Your answer is to be every line of the material that includes the string "payload".

** SUPPLIED ENTRIES **
****************************************
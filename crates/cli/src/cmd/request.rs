//! Raw wire dispatch: one JSON request in, one JSON response out.
//!
//! This is the same surface a GUI shell would call; the subcommands are
//! conveniences layered over it.

use inkvault_core::{Request, Workspace, dispatch};

pub fn run(workspace: &Workspace, payload: &str) -> color_eyre::Result<()> {
    let request: Request = serde_json::from_str(payload)?;

    match dispatch(workspace, request) {
        Ok(response) => {
            println!("{}", serde_json::to_string_pretty(&response)?);
            Ok(())
        }
        Err(wire_error) => {
            eprintln!("{}", serde_json::to_string_pretty(&wire_error)?);
            std::process::exit(1);
        }
    }
}
//! Term tokenization shared by indexing and search.
//!
//! Both sides of the index must normalize identically, otherwise a query
//! can never match what was indexed. Keep this the single definition.

use std::collections::BTreeMap;

/// Split text into normalized terms: case-folded, punctuation and
/// whitespace act as separators, empty fragments dropped.
pub fn tokenize(text: &str) -> Vec<String> {
    text.split(|c: char| !c.is_alphanumeric())
        .filter(|t| !t.is_empty())
        .map(str::to_lowercase)
        .collect()
}

/// Per-term occurrence counts for a note's content, in stable term order.
pub fn term_frequencies(text: &str) -> BTreeMap<String, i64> {
    let mut freqs = BTreeMap::new();
    for term in tokenize(text) {
        *freqs.entry(term).or_insert(0) += 1;
    }
    freqs
}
****************************************
** TASK OUTPUT **
pub fn run(workspace: &Workspace, payload: &str) -> color_eyre::Result<()> {
    let request: Request = serde_json::from_str(payload)?;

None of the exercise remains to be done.